_WHAT THE TASK REQUIRES_
What is needed is a single figure: how many lines of the records below contain the word "super".

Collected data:
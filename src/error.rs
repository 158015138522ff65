//! Error taxonomy (§7). Each variant carries the enough context to name the
//! offending player and round, plus a stable numeric `code` for callers that
//! want to switch on failure class rather than match the enum.

use thiserror::Error;

use crate::domain::{Mapping, PlayerId};

#[derive(Debug, Clone, Error, serde::Serialize)]
pub enum AnalyzerError {
    #[error("not all players committed a keychain before the deadline")]
    KeychainTimeout,

    #[error("deck re-encryption at stage {stage} disagrees with the committed snapshot (offender: {offender})")]
    DeckEncryptionMismatch { stage: usize, offender: PlayerId },

    #[error("{offender} selected a ciphertext already drawn from the deck (dealer: {dealer})")]
    SelectDuplicate { offender: PlayerId, dealer: PlayerId },

    #[error("disallowed deal-sequence transition for dealer {dealer}")]
    ProtocolSequence { dealer: PlayerId },

    #[error("partial decryption by {offender} is inconsistent with the prior round {round}")]
    IntermediateDecryptMismatch { offender: PlayerId, round: usize },

    #[error("final decryption result {value} by {offender} does not resolve to a card")]
    NonMappingResult { offender: PlayerId, value: Mapping },

    /// A scoring-stage invariant was violated. Verification passed, so this
    /// should be unreachable; surfaced rather than panicking.
    #[error("internal invariant violated: {0}")]
    Internal(String),
}

impl AnalyzerError {
    /// The stable numeric code from §7.
    pub fn code(&self) -> u8 {
        match self {
            AnalyzerError::KeychainTimeout => 0,
            AnalyzerError::DeckEncryptionMismatch { .. } => 1,
            AnalyzerError::SelectDuplicate { .. }
            | AnalyzerError::ProtocolSequence { .. }
            | AnalyzerError::IntermediateDecryptMismatch { .. }
            | AnalyzerError::NonMappingResult { .. } => 2,
            AnalyzerError::Internal(_) => 255,
        }
    }
}
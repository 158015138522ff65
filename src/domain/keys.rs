//! SRA keypairs and per-player keychains.

use zeroize::{Zeroize, ZeroizeOnDrop};

/// `(encKey, decKey, modulus)`. All three are big-integer strings; `dec_key`
/// is the secret half and is wiped on drop.
#[derive(Clone, Debug, PartialEq, Eq, serde::Serialize, serde::Deserialize, Zeroize, ZeroizeOnDrop)]
pub struct Keypair {
    pub enc_key: String,
    #[zeroize(skip)]
    pub modulus: String,
    pub dec_key: String,
}

impl Keypair {
    pub fn new(enc_key: impl Into<String>, dec_key: impl Into<String>, modulus: impl Into<String>) -> Self {
        Keypair {
            enc_key: enc_key.into(),
            dec_key: dec_key.into(),
            modulus: modulus.into(),
        }
    }
}

/// A player's ordered sequence of keypairs for the hand. The last keypair is
/// the one under which the final deck is encrypted and decrypted (§3, §9
/// self-decryption semantics).
#[derive(Clone, Debug, Default, serde::Serialize, serde::Deserialize, Zeroize)]
pub struct Keychain(pub Vec<Keypair>);

impl Keychain {
    pub fn new(keys: Vec<Keypair>) -> Self {
        Keychain(keys)
    }

    /// The keypair used during the hand: the last one committed.
    pub fn last(&self) -> Option<&Keypair> {
        self.0.last()
    }

    pub fn is_empty(&self) -> bool {
        self.0.is_empty()
    }
}
//! The transcript itself (§3): the union of deck snapshots, per-dealer deal
//! lists, keychains, roster, and `ownPID` that the verification pipeline
//! consumes. Pure data; `crate::store::TranscriptStore` is the stateful,
//! invariant-enforcing writer that builds one of these incrementally.

use std::collections::HashMap;

use super::{CardRegistry, DealEntry, DeckSnapshot, Keychain, PlayerId, Roster};
use crate::error::AnalyzerError;
use crate::showdown::ScoredHand;

#[derive(Clone, Debug, Default)]
pub struct Transcript {
    pub own_pid: PlayerId,
    pub roster: Roster,
    /// Index 0 is the dealer's plaintext deck; later entries are successive
    /// re-encryption stages, in insertion order.
    pub snapshots: Vec<DeckSnapshot>,
    /// Deal entries grouped by the selecting player, in insertion order.
    pub deals: HashMap<PlayerId, Vec<DealEntry>>,
    pub keychains: HashMap<PlayerId, Keychain>,
    pub registry: CardRegistry,
}

impl Transcript {
    pub fn new(own_pid: impl Into<PlayerId>) -> Self {
        Transcript {
            own_pid: own_pid.into(),
            ..Default::default()
        }
    }

    pub fn all_keychains_committed(&self) -> bool {
        !self.roster.0.is_empty()
            && self
                .roster
                .0
                .keys()
                .all(|pid| self.keychains.contains_key(pid))
    }
}

/// A winner: one player's identity paired with the scored permutation that
/// won (or split) the pot.
#[derive(Clone, Debug, serde::Serialize)]
pub struct WinnerEntry {
    pub player_id: PlayerId,
    pub hand: ScoredHand,
}

/// The frozen verdict (§3). Once `complete` is true the result never
/// changes; a `Some(error)` short-circuits before scoring runs.
#[derive(Clone, Debug, Default, serde::Serialize)]
pub struct AnalysisResult {
    pub private_by_pid: HashMap<PlayerId, Vec<super::Card>>,
    pub public: Vec<super::Card>,
    pub hands: HashMap<PlayerId, Vec<ScoredHand>>,
    pub winners: Vec<WinnerEntry>,
    pub complete: bool,
    pub error: Option<AnalyzerError>,
}

impl AnalysisResult {
    pub fn failed(error: AnalyzerError) -> Self {
        AnalysisResult {
            complete: true,
            error: Some(error),
            ..Default::default()
        }
    }
}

_SOLUTION TO THIS TASK_
3